Radio galaxy in the constellation Pisces

NGC 326 is a dumbbell galaxy in the constellation Pisces. It was discovered on August 24, 1865 by Heinrich d'Arrest. It was described by Dreyer as "faint, a little extended, 9th or 10th magnitude star to southeast."

==Background==
X-shaped (or "winged") radio galaxies are a class of extragalactic radio source that exhibit two, low-surface-brightness radio lobes (the "wings") oriented at an angle to the active, or high-surface-brightness, lobes.
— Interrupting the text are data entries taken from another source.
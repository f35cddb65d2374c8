//! Profile and credentials of the signed-in principal.

use axum::extract::State;
use axum::{Extension, Json};
use chrono::NaiveDate;
use serde::{Deserialize, Serialize};
use validator::Validate;
use zeroize::{Zeroize, ZeroizeOnDrop};

use super::{Message, Scope, Valid};
use crate::error::Result;
use crate::principal::{Principal, ProfileUpdate, ShortProfile};
use crate::token::Claims;

#[derive(Debug, Default, Validate, Serialize, Deserialize)]
#[serde(default)]
pub struct ProfileBody {
    #[validate(length(max = 128, message = "Name must be at most 128 characters long."))]
    pub full_name: Option<String>,
    pub gender: Option<String>,
    pub email: Option<String>,
    pub occupation: Option<String>,
    pub organization: Option<String>,
    pub birth_date: Option<NaiveDate>,
    pub profile_pic_url: Option<String>,
}

impl From<ProfileBody> for ProfileUpdate {
    fn from(body: ProfileBody) -> Self {
        Self {
            full_name: body.full_name,
            gender: body.gender,
            email: body.email,
            occupation: body.occupation,
            organization: body.organization,
            birth_date: body.birth_date,
            profile_pic_url: body.profile_pic_url,
        }
    }
}

#[derive(Debug, Validate, Serialize, Deserialize, Zeroize, ZeroizeOnDrop)]
pub struct PasswordBody {
    #[validate(length(min = 1, message = "Missing required field(s)"))]
    pub current_password: String,
    #[validate(length(min = 1, message = "Missing required field(s)"))]
    pub new_password: String,
}

pub async fn profile(
    State(scope): State<Scope>,
    Extension(claims): Extension<Claims>,
) -> Result<Json<Principal>> {
    Ok(Json(scope.service.profile(&claims.username).await?))
}

pub async fn short_profile(
    State(scope): State<Scope>,
    Extension(claims): Extension<Claims>,
) -> Result<Json<ShortProfile>> {
    Ok(Json(scope.service.short_profile(&claims.username).await?))
}

pub async fn update_profile(
    State(scope): State<Scope>,
    Extension(claims): Extension<Claims>,
    Valid(body): Valid<ProfileBody>,
) -> Result<Json<Principal>> {
    let principal = scope
        .service
        .update_profile(&claims.username, body.into())
        .await?;
    Ok(Json(principal))
}

/// Soft delete. The account can no longer log in.
pub async fn delete(
    State(scope): State<Scope>,
    Extension(claims): Extension<Claims>,
) -> Result<Json<Principal>> {
    Ok(Json(scope.service.delete(&claims.username).await?))
}

/// Reaching the handler means the middleware accepted the token.
pub async fn verify_token() -> Json<Message> {
    Message::new("Token verified")
}

pub async fn update_password(
    State(scope): State<Scope>,
    Extension(claims): Extension<Claims>,
    Valid(body): Valid<PasswordBody>,
) -> Result<Json<Message>> {
    scope
        .service
        .update_password(&claims.username, &body.current_password, &body.new_password)
        .await?;
    Ok(Message::new("Password updated"))
}

#[cfg(test)]
mod tests {
    use axum::http::StatusCode;
    use serde_json::json;

    use crate::principal::{Principal, ShortProfile, Status};
    use crate::router::public::tests::{PASSWORD, USERNAME, logged_in};
    use crate::router::tests::{body, state, state_with_clock};
    use crate::*;

    #[tokio::test]
    async fn test_profile_handlers() {
        let app = app(state());
        let tokens = logged_in(&app).await;
        let token = Some(tokens.access_token.as_str());

        let response = make_request(
            token,
            app.clone(),
            Method::GET,
            "/private/customers/profile",
            String::default(),
        )
        .await;
        assert_eq!(response.status(), StatusCode::OK);
        let profile: serde_json::Value = body(response).await;
        assert_eq!(profile["username"], USERNAME);
        assert!(profile.get("password").is_none());

        let response = make_request(
            token,
            app.clone(),
            Method::PATCH,
            "/private/customers/profile",
            json!({
                "full_name": "  Rahim Uddin Ahmed ",
                "gender": "Male",
                "email": "Rahim@Example.com",
                "birth_date": "1994-03-12",
            })
            .to_string(),
        )
        .await;
        assert_eq!(response.status(), StatusCode::OK);
        let profile: Principal = serde_json::from_value(body(response).await).unwrap();
        assert_eq!(profile.full_name, "Rahim Uddin Ahmed");
        assert_eq!(profile.gender.as_deref(), Some("male"));
        assert_eq!(profile.email.as_deref(), Some("rahim@example.com"));

        let response = make_request(
            token,
            app.clone(),
            Method::PATCH,
            "/private/customers/profile",
            json!({ "gender": "robot" }).to_string(),
        )
        .await;
        assert_eq!(response.status(), StatusCode::BAD_REQUEST);

        let response = make_request(
            token,
            app,
            Method::GET,
            "/private/customers/profile/short",
            String::default(),
        )
        .await;
        let short: ShortProfile = body(response).await;
        assert_eq!(short.full_name, "Rahim Uddin Ahmed");
        assert_eq!(short.status, Status::Active);
    }

    #[tokio::test]
    async fn test_authentication_is_required() {
        let app = app(state());
        let tokens = logged_in(&app).await;

        let response = make_request(
            None,
            app.clone(),
            Method::GET,
            "/private/customers/verify-token",
            String::default(),
        )
        .await;
        assert_eq!(response.status(), StatusCode::UNAUTHORIZED);
        let error: serde_json::Value = body(response).await;
        assert_eq!(error["detail"], "Missing authorization token");

        let response = make_request(
            Some("not.a.token"),
            app.clone(),
            Method::GET,
            "/private/customers/verify-token",
            String::default(),
        )
        .await;
        assert_eq!(response.status(), StatusCode::UNAUTHORIZED);

        // Customer token on a merchant route.
        let response = make_request(
            Some(&tokens.access_token),
            app.clone(),
            Method::GET,
            "/private/merchants/verify-token",
            String::default(),
        )
        .await;
        assert_eq!(response.status(), StatusCode::UNAUTHORIZED);
        let error: serde_json::Value = body(response).await;
        assert_eq!(error["detail"], "Restricted to merchants");

        let response = make_request(
            Some(&tokens.access_token),
            app,
            Method::GET,
            "/private/customers/verify-token",
            String::default(),
        )
        .await;
        assert_eq!(response.status(), StatusCode::OK);
    }

    #[tokio::test(start_paused = true)]
    async fn test_update_password_revokes_sessions() {
        let (state, clock) = state_with_clock();
        let app = app(state);
        let tokens = logged_in(&app).await;
        let token = Some(tokens.access_token.as_str());
        clock.advance(60);

        let response = make_request(
            token,
            app.clone(),
            Method::PUT,
            "/private/customers/password",
            json!({ "current_password": "Wrong#Pass1", "new_password": "Fresh#Pass1" })
                .to_string(),
        )
        .await;
        assert_eq!(response.status(), StatusCode::BAD_REQUEST);

        tokio::time::advance(std::time::Duration::from_secs(6)).await;
        let response = make_request(
            token,
            app.clone(),
            Method::PUT,
            "/private/customers/password",
            json!({ "current_password": PASSWORD, "new_password": "Fresh#Pass1" })
                .to_string(),
        )
        .await;
        assert_eq!(response.status(), StatusCode::OK);

        let response = make_request(
            token,
            app,
            Method::GET,
            "/private/customers/profile",
            String::default(),
        )
        .await;
        assert_eq!(response.status(), StatusCode::UNAUTHORIZED);
        let error: serde_json::Value = body(response).await;
        assert_eq!(error["detail"], "Session expired");
    }

    #[tokio::test]
    async fn test_delete_handler() {
        let app = app(state());
        let tokens = logged_in(&app).await;

        let response = make_request(
            Some(&tokens.access_token),
            app.clone(),
            Method::DELETE,
            "/private/customers/profile",
            String::default(),
        )
        .await;
        assert_eq!(response.status(), StatusCode::OK);
        let deleted: serde_json::Value = body(response).await;
        assert_eq!(deleted["is_deleted"], true);

        let response = make_request(
            Some(&tokens.access_token),
            app,
            Method::GET,
            "/private/customers/profile",
            String::default(),
        )
        .await;
        assert_eq!(response.status(), StatusCode::BAD_REQUEST);
    }
}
Both sets of lobes pass symmetrically through the center of the elliptical galaxy that is the source of the lobes, giving the radio galaxy an X-shaped morphology as seen on radio maps.

==Study of the galaxy==
NGC 326 is a radio galaxy; in fact, it is one of the most prominent X-shaped galaxies ever observed. Several studies have been conducted to try to explain its morphology through either fluid motion or reorientation of the jet axis. The Chandra X-ray Observatory examined the emissions of the galaxy. The study revealed several features, including a high-temperature front that might indicate a shock, high-temperate knots around the rim of the radio emission, and a cavity associated with the eastern wing.